L'Éternel Dieu dit: Voici, l'homme est devenu comme l'un de nous, pour la connaissance du bien et du mal. Empêchons-le maintenant d'avancer sa main, de prendre de l'arbre de vie, d'en manger, et de vivre éternellement. Gn, 3.22

Il est évidemment interprétation plus féconde que celle de ce tyranneau de village tenant en respect de potentiels rivaux ! S'il est, effectivement, quelque trait commun à la tradition hébraïque et à la culture grecque, ce sont bien ces deux-là :

Tous les commentateurs, dont Rachi, ont lu, dans cette tour, un défi lancé à dieu et sans doute l'est-elle bien aussi ; mais, après tout, tenter de se réunir pour ne pas se disperser ou se donner asile pour affronter les périls relève pourtant plus de la défense que de l'attaque. C'est de là, sans doute, que vient ce vieux précepte - confinant à la sagesse populaire mais justement aux antipodes de la morale bourgeoise - qui prescrit de ne pas désirer trop, ni de viser trop haut, ni même épouser hors de sa condition : les bergères séduites par les princes, soit ! mais les épousant, sûrement non hors les contes de fées.

Jésus dit donc aux douze : Voulez-vous, tous aussi, vous en aller ?
Jn; 6, 67

C'est donc ailleurs qu'il faut chercher même si l'on peut trouver, dans ces quelques versets, l'une des origines de la mauvaise réputation à la fois de la ville et de la culture. Que ce soit par des techniques ou des connaissances, toute avancée de l'homme dans la maîtrise de son existence ou dans la compréhension du monde, tout apparaît effectivement comme un acte de guerre ; un empiétement. Comme si l'humain n'avait d'autre destin que de demeurer attaché à cette terre dont il porte le nom - ce qui est pourtant l'inverse exact du message biblique ; ou qu'il ne fût pas d'autre voie que celle prescrite par dieu et que fût inexorablement une impasse celle que l'homme parviendrait à se tracer. Les Lumières trouvèrent dans la religion un ennemi prédestiné.
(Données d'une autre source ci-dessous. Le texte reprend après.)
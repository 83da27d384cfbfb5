//! Tick cycle: the per-tick sweep that drives the Loam simulation.
//!
//! Each tick runs through these phases:
//!
//! 1. **Wake** -- advance the tick counter and restore every particle's
//!    per-tick movement permissions and transfer flags.
//!
//! 2. **Rain** -- while it is raining, credit water to the topmost
//!    organic cell of each column.
//!
//! 3. **Sweep** -- visit every cell exactly once, bottom row up, and run
//!    the occupant's kind-specific update: motion primitives, organic
//!    diffusion, and lifecycle machines. The grid mutates in place
//!    during the sweep; exactly-once processing is guaranteed by the
//!    per-particle tick stamp, and at-most-one-move by the per-tick
//!    permission flags.
//!
//! 4. **Census** -- count particles per kind for the tick summary.
//!
//! The cycle is deterministic given the same initial grid, configuration,
//! and random seed.

use std::collections::BTreeMap;

use loam_types::{ParticleKind, Position};
use loam_world::{Grid, Particle};
use rand::Rng;
use tracing::{debug, trace};

use crate::config::SimConfig;
use crate::diffusion::{self, CARDINAL_OFFSETS};
use crate::growth;
use crate::lifecycle;
use crate::motion;

/// Errors that can occur during tick execution.
#[derive(Debug, thiserror::Error)]
pub enum TickError {
    /// A grid operation failed.
    #[error("world error: {source}")]
    World {
        /// The underlying grid error.
        #[from]
        source: loam_world::WorldError,
    },
}

/// Summary of a single tick's execution.
#[derive(Debug, Clone)]
pub struct TickSummary {
    /// The tick number that was executed.
    pub tick: u64,
    /// Whether rain fell during this tick.
    pub is_raining: bool,
    /// Ambient light during this tick.
    pub light_level: u8,
    /// Successful particle moves during this tick.
    pub moves: u64,
    /// Particle count per kind at end of tick.
    pub census: BTreeMap<ParticleKind, u64>,
}

/// Kinds soil pulls water and nutrients from.
const SOIL_SOURCES: [ParticleKind; 2] = [ParticleKind::Soil, ParticleKind::Compost];

/// Kinds grass pulls water and nutrients from.
const GRASS_SOURCES: [ParticleKind; 1] = [ParticleKind::Soil];

/// Kinds bark pulls water and nutrients from.
const BARK_SOURCES: [ParticleKind; 2] = [ParticleKind::Soil, ParticleKind::Bark];

/// Executes one full simulation tick.
pub fn run_tick<R: Rng>(
    grid: &mut Grid,
    config: &SimConfig,
    rng: &mut R,
) -> Result<TickSummary, TickError> {
    grid.advance_tick();
    let tick = grid.tick();
    grid.refresh_all();

    if grid.is_raining {
        apply_rain(grid, config);
    }

    let mut moves: u64 = 0;
    let height = i32::try_from(grid.height()).unwrap_or(i32::MAX);
    let width = i32::try_from(grid.width()).unwrap_or(i32::MAX);
    for y in 0..height {
        for x in 0..width {
            let kind = {
                let Some(p) = grid.get_mut(x, y) else { continue };
                if p.last_tick == tick {
                    // Already updated: this particle moved here from a
                    // cell the sweep has not reached yet.
                    continue;
                }
                p.last_tick = tick;
                p.kind
            };
            if update_cell(grid, config, rng, kind, Position::new(x, y)) {
                moves = moves.saturating_add(1);
            }
        }
    }

    let mut census: BTreeMap<ParticleKind, u64> = BTreeMap::new();
    for cell in grid.cells() {
        let count = census.entry(cell.kind).or_insert(0);
        *count = count.saturating_add(1);
    }

    let summary = TickSummary {
        tick,
        is_raining: grid.is_raining,
        light_level: grid.light_level,
        moves,
        census,
    };
    debug!(
        tick,
        is_raining = summary.is_raining,
        light = summary.light_level,
        moves = summary.moves,
        "Tick completed"
    );
    Ok(summary)
}

/// Dispatches one cell's update by kind. Returns true when the occupant
/// moved.
fn update_cell<R: Rng>(
    grid: &mut Grid,
    config: &SimConfig,
    rng: &mut R,
    kind: ParticleKind,
    at: Position,
) -> bool {
    match kind {
        ParticleKind::Air | ParticleKind::Boundary => false,
        ParticleKind::Water | ParticleKind::Compost => {
            let (position, moved) = fall_and_erode(grid, config, rng, at);
            if kind == ParticleKind::Compost {
                let _ = diffusion::absorb_water(
                    grid,
                    &config.diffusion,
                    rng,
                    position,
                    &CARDINAL_OFFSETS,
                    &SOIL_SOURCES,
                );
            }
            moved
        }
        ParticleKind::Soil => {
            let (position, moved) = fall_and_erode(grid, config, rng, at);
            let _ = diffusion::absorb_water(
                grid,
                &config.diffusion,
                rng,
                position,
                &CARDINAL_OFFSETS,
                &SOIL_SOURCES,
            );
            let _ = diffusion::absorb_nutrients(
                grid,
                rng,
                position,
                &CARDINAL_OFFSETS,
                &SOIL_SOURCES,
            );
            if lifecycle::try_grass_growth(grid, &config.lifecycle, rng, position) {
                trace!(x = position.x, y = position.y, "Grass sprouted");
            }
            moved
        }
        ParticleKind::Grass => {
            let position = motion::apply_gravity(grid, &config.motion, at).unwrap_or(at);
            let _ = diffusion::absorb_water(
                grid,
                &config.diffusion,
                rng,
                position,
                &CARDINAL_OFFSETS,
                &GRASS_SOURCES,
            );
            let _ = diffusion::absorb_nutrients(
                grid,
                rng,
                position,
                &CARDINAL_OFFSETS,
                &GRASS_SOURCES,
            );
            let _ = lifecycle::try_transpiration(grid, &config.lifecycle, rng, position);
            let _ = lifecycle::try_grass_stack(grid, &config.lifecycle, rng, position);
            let _ = lifecycle::try_grass_death(grid, &config.lifecycle, rng, position);
            position != at
        }
        ParticleKind::DeadPlant => {
            let position = motion::apply_gravity(grid, &config.motion, at).unwrap_or(at);
            let _ = lifecycle::update_dead_plant(grid, position);
            position != at
        }
        ParticleKind::Steam => {
            lifecycle::update_steam(grid, &config.lifecycle, rng, at)
                .is_some_and(|position| position != at)
        }
        ParticleKind::Bark => {
            let _ = diffusion::absorb_water(
                grid,
                &config.diffusion,
                rng,
                at,
                &CARDINAL_OFFSETS,
                &BARK_SOURCES,
            );
            let _ = diffusion::absorb_nutrients(grid, rng, at, &CARDINAL_OFFSETS, &BARK_SOURCES);
            if let Some(child) = growth::update_bark(grid, &config.growth, at) {
                trace!(x = child.x, y = child.y, "Bark grew");
            }
            false
        }
    }
}

/// Gravity then erosion for loose material. Returns the final position
/// and whether either primitive moved the particle.
fn fall_and_erode<R: Rng>(
    grid: &mut Grid,
    config: &SimConfig,
    rng: &mut R,
    at: Position,
) -> (Position, bool) {
    let mut position = at;
    let mut moved = false;
    if let Some(to) = motion::apply_gravity(grid, &config.motion, position) {
        position = to;
        moved = true;
    }
    if let Some(to) = motion::apply_erosion(grid, &config.motion, rng, position) {
        position = to;
        moved = true;
    }
    (position, moved)
}

/// Credits rain water to the topmost organic cell of each column.
fn apply_rain(grid: &mut Grid, config: &SimConfig) {
    let height = i32::try_from(grid.height()).unwrap_or(i32::MAX);
    let width = i32::try_from(grid.width()).unwrap_or(i32::MAX);
    for x in 0..width {
        for y in (0..height).rev() {
            let kind = grid.get(x, y).kind;
            if kind == ParticleKind::Air || kind == ParticleKind::Steam {
                continue;
            }
            if kind.is_organic() {
                if let Some(store) = grid.get_mut(x, y).and_then(Particle::organic_mut) {
                    store.water_level = store
                        .water_level
                        .saturating_add(config.diffusion.rain_water)
                        .min(store.water_capacity);
                }
            }
            // First non-air occupant shadows the rest of the column.
            break;
        }
    }
}

#[cfg(test)]
#[allow(clippy::unwrap_used, clippy::arithmetic_side_effects, clippy::panic)]
mod tests {
    use super::*;
    use loam_world::{OrganicState, Payload, SteamState};
    use rand::SeedableRng;
    use rand::rngs::SmallRng;

    fn rng() -> SmallRng {
        SmallRng::seed_from_u64(21)
    }

    fn quiet_config() -> SimConfig {
        // Probabilistic transitions off so motion tests are exact.
        let mut config = SimConfig::default();
        config.lifecycle.grass_growth_chance = 0.0;
        config.lifecycle.grass_death_chance = 0.0;
        config.lifecycle.grass_stack_chance = 0.0;
        config.lifecycle.transpiration_chance = 0.0;
        config
    }

    #[test]
    fn falling_column_settles_one_cell_per_tick() {
        let mut grid = Grid::new(5, 8).unwrap();
        grid.set(Particle::new(ParticleKind::Soil, 2, 6)).unwrap();
        let mut rng = rng();
        let summary = run_tick(&mut grid, &quiet_config(), &mut rng).unwrap();
        assert_eq!(summary.moves, 1);
        assert_eq!(grid.get(2, 5).kind, ParticleKind::Soil);

        run_tick(&mut grid, &quiet_config(), &mut rng).unwrap();
        assert_eq!(grid.get(2, 4).kind, ParticleKind::Soil);
    }

    #[test]
    fn every_cell_stays_singly_occupied() {
        let mut grid = Grid::new(10, 10).unwrap();
        for x in 0..10 {
            grid.set(Particle::new(ParticleKind::Soil, x, 5)).unwrap();
            grid.set(Particle::new(ParticleKind::Water, x, 7)).unwrap();
        }
        let mut rng = rng();
        for _ in 0..20 {
            run_tick(&mut grid, &quiet_config(), &mut rng).unwrap();
            let count = grid.cells().count();
            assert_eq!(count, 100);
        }
    }

    #[test]
    fn particle_counts_are_conserved_by_motion() {
        let mut grid = Grid::new(10, 10).unwrap();
        for x in 0..10 {
            grid.set(Particle::new(ParticleKind::Soil, x, 6)).unwrap();
        }
        for x in 3..7 {
            grid.set(Particle::new(ParticleKind::Water, x, 8)).unwrap();
        }
        let mut rng = rng();
        for _ in 0..30 {
            let summary = run_tick(&mut grid, &quiet_config(), &mut rng).unwrap();
            assert_eq!(summary.census.get(&ParticleKind::Soil).copied(), Some(10));
            assert_eq!(summary.census.get(&ParticleKind::Water).copied(), Some(4));
        }
    }

    #[test]
    fn a_riser_is_not_double_processed() {
        // Steam moving up lands in cells the sweep has not visited yet;
        // the tick stamp must keep it from updating twice in one tick.
        let mut grid = Grid::new(5, 12).unwrap();
        grid.set(Particle::with_payload(
            ParticleKind::Steam,
            2,
            1,
            Payload::Steam(SteamState {
                condensation_countdown: 1000,
            }),
        ))
        .unwrap();
        let mut rng = rng();
        run_tick(&mut grid, &quiet_config(), &mut rng).unwrap();
        let steam_y: Vec<i32> = grid
            .cells()
            .filter(|p| p.kind == ParticleKind::Steam)
            .map(|p| p.position.y)
            .collect();
        assert_eq!(steam_y, vec![2], "steam must rise exactly one cell per tick");
    }

    #[test]
    fn steam_condenses_into_water_during_a_tick() {
        let mut grid = Grid::new(5, 5).unwrap();
        grid.set(Particle::with_payload(
            ParticleKind::Steam,
            2,
            2,
            Payload::Steam(SteamState {
                condensation_countdown: 1,
            }),
        ))
        .unwrap();
        let mut rng = rng();
        let summary = run_tick(&mut grid, &quiet_config(), &mut rng).unwrap();
        assert_eq!(grid.get(2, 2).kind, ParticleKind::Water);
        assert_eq!(summary.census.get(&ParticleKind::Steam), None);
    }

    #[test]
    fn condensed_water_waits_a_tick_before_falling() {
        // The replacement water is stamped with the current tick, so it
        // must not also fall within the same tick.
        let mut grid = Grid::new(5, 5).unwrap();
        grid.set(Particle::with_payload(
            ParticleKind::Steam,
            2,
            3,
            Payload::Steam(SteamState {
                condensation_countdown: 1,
            }),
        ))
        .unwrap();
        let mut rng = rng();
        run_tick(&mut grid, &quiet_config(), &mut rng).unwrap();
        assert_eq!(grid.get(2, 3).kind, ParticleKind::Water);
        run_tick(&mut grid, &quiet_config(), &mut rng).unwrap();
        assert_eq!(grid.get(2, 2).kind, ParticleKind::Water);
    }

    #[test]
    fn a_fresh_dead_plant_outlives_its_first_tick() {
        let mut grid = Grid::new(5, 5).unwrap();
        grid.set(Particle::new(ParticleKind::DeadPlant, 2, 0)).unwrap();
        let mut rng = rng();
        run_tick(&mut grid, &quiet_config(), &mut rng).unwrap();
        assert_eq!(grid.get(2, 0).kind, ParticleKind::DeadPlant);
        match &grid.get(2, 0).payload {
            Payload::Decay(decay) => {
                assert_eq!(decay.remaining_lifetime, loam_world::particle::DECAY_LIFETIME - 1);
            }
            other => panic!("payload was {other:?}"),
        }
    }

    #[test]
    fn rain_waters_the_surface_only() {
        let mut grid = Grid::new(3, 6).unwrap();
        for y in 0..3 {
            grid.set(Particle::with_payload(
                ParticleKind::Soil,
                1,
                y,
                Payload::Organic(OrganicState::empty()),
            ))
            .unwrap();
        }
        grid.is_raining = true;
        let mut rng = rng();
        let config = quiet_config();
        run_tick(&mut grid, &config, &mut rng).unwrap();
        let surface = grid.get(1, 2).organic().unwrap().water_level;
        let buried = grid.get(1, 1).organic().unwrap().water_level;
        let deep = grid.get(1, 0).organic().unwrap().water_level;
        // Rain only credits the surface; anything below it comes from
        // diffusion out of that credit.
        assert_eq!(surface + buried + deep, config.diffusion.rain_water);
        assert!(surface >= buried);
    }

    #[test]
    fn dry_run_summary_reports_globals() {
        let mut grid = Grid::new(4, 4).unwrap();
        grid.light_level = 73;
        let mut rng = rng();
        let summary = run_tick(&mut grid, &quiet_config(), &mut rng).unwrap();
        assert_eq!(summary.tick, 1);
        assert_eq!(summary.light_level, 73);
        assert!(!summary.is_raining);
        assert_eq!(summary.moves, 0);
        assert_eq!(summary.census.get(&ParticleKind::Air).copied(), Some(16));
    }
}
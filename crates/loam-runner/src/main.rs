//! Headless entry point for the Loam simulation.
//!
//! Builds the starting world from `loam-config.yaml`, then drives the
//! tick loop: each tick the weather cycle updates the grid's rain and
//! light globals before `run_tick` sweeps the grid. The world is printed
//! to the terminal at a fixed interval so a run is observable without
//! any renderer attached.
//!
//! # Environment
//!
//! - `LOAM_CONFIG` -- path to the YAML configuration
//!   (default `loam-config.yaml`; missing file means all defaults).
//! - `LOAM_TICKS` -- number of ticks to run (default 10000).
//! - `RUST_LOG` -- tracing filter (default `info`).

mod render;

use std::path::Path;

use anyhow::Context;
use loam_core::{SimConfig, run_tick};
use loam_types::PlantDna;
use loam_world::{WeatherCycle, create_starting_world};
use rand::SeedableRng;
use rand::rngs::SmallRng;
use tracing::info;
use tracing_subscriber::EnvFilter;

/// Ticks between terminal frames.
const FRAME_INTERVAL: u64 = 500;

/// Application entry point.
///
/// Initializes logging, loads configuration, builds the starting world,
/// and runs the tick loop for the requested number of ticks.
fn main() -> anyhow::Result<()> {
    // Initialize structured logging
    tracing_subscriber::fmt()
        .with_env_filter(
            EnvFilter::try_from_default_env().unwrap_or_else(|_| EnvFilter::new("info")),
        )
        .with_target(true)
        .init();

    info!("loam-runner starting");

    let config_path =
        std::env::var("LOAM_CONFIG").unwrap_or_else(|_| String::from("loam-config.yaml"));
    let config = if Path::new(&config_path).exists() {
        SimConfig::from_file(Path::new(&config_path))
            .with_context(|| format!("loading {config_path}"))?
    } else {
        SimConfig::default()
    };
    let ticks: u64 = std::env::var("LOAM_TICKS")
        .ok()
        .and_then(|v| v.parse().ok())
        .unwrap_or(10_000);
    info!(
        width = config.world.width,
        height = config.world.height,
        seed = config.world.seed,
        ticks,
        "configuration loaded"
    );

    let mut grid = create_starting_world(config.world.width, config.world.height, PlantDna::default())
        .context("building starting world")?;
    let mut weather = WeatherCycle::new(config.world.seed);
    let mut rng = SmallRng::seed_from_u64(config.world.seed);

    for _ in 0..ticks {
        let tick = grid.tick().saturating_add(1);
        grid.is_raining = weather.generate(tick);
        grid.light_level = WeatherCycle::light_level(tick);

        let summary = run_tick(&mut grid, &config, &mut rng)?;

        if summary.tick.checked_rem(FRAME_INTERVAL) == Some(0) {
            info!(
                tick = summary.tick,
                is_raining = summary.is_raining,
                light = summary.light_level,
                moves = summary.moves,
                "frame"
            );
            println!("{}", render::render(&grid.snapshot()));
        }
    }

    info!(tick = grid.tick(), "run complete");
    println!("{}", render::render(&grid.snapshot()));
    Ok(())
}
//! Tick cycle, movement resolution, and material lifecycles for the
//! Loam simulation.
//!
//! This crate holds the engine proper: the per-tick sweep, the shared
//! motion primitives (gravity, erosion, rise, tunneling), organic
//! water/nutrient diffusion, the material lifecycle state machines, and
//! the typed configuration that tunes all of them.
//!
//! # Modules
//!
//! - [`config`] -- Typed configuration with YAML loading.
//! - [`motion`] -- Gravity, erosion, rise, and tunneling primitives.
//! - [`diffusion`] -- Gradient-limited water/nutrient transfers.
//! - [`lifecycle`] -- Phase change, decay, and the soil/grass rolls.
//! - [`growth`] -- Bark branch growth.
//! - [`tick`] -- The per-tick sweep and its summary.

pub mod config;
pub mod diffusion;
pub mod growth;
pub mod lifecycle;
pub mod motion;
pub mod tick;

// Re-export primary types at crate root.
pub use config::{ConfigError, SimConfig};
pub use tick::{TickError, TickSummary, run_tick};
Un peu de philosophie pour habiller la théologie, soit ! Mais point trop ! Descartes avec Copernic franchirent déjà les lignes ! Seul Pascal aura su à la fois rester libre, affronter la sottise ambiante tout en restant humble - et fidèle : c'est bien pour cela que Mauriac l'aima tant !!!

C'est donc bien dans la catabole, dans ce qui, d'en haut, est jeté, dans cette logique de fondation où se joue toute morale qu'il faut chercher : une logique qui dit à la fois que le chemin est barré qui mène vers le haut et qu'il n'est donc pas d'ascension qui vaille sinon prudente, mesurée … et spirituelle ; mais aussi que la dispersion - et ainsi la différence - est la norme de l'être et non pas sa sanction, que l'ordre pur est mortifère et le désordre, la marche de l'histoire.

Or ce qui, d'en haut, est offert, qu'on l'appelle foi, alliance, confiance, contrat, qu'importe c'est toujours le même mot, qu'on l'entende au sens premier comme le don suprême de l’Être absolu ou simplement comme un symbole, ce qui par là se fonde et tait presque aussitôt, ce qui meut nos membres gourds sans même que nous nous en apercevions, est cette certitude reçue ou forgée, qu'il est pour chacun de nous une place - oh pas bien grande mais une place quand même - qu'il est un sens à notre présence - oh difficile à décrypter et tellement emberlificoté de circonlocutions vaniteuses, mais un sens quand même à quoi nous accrocher et à enrichir - une grâce offerte - oh qu'il faudra bien disputer sans cesse à la pesanteur mais qui au loin luira comme une indispensable espérance.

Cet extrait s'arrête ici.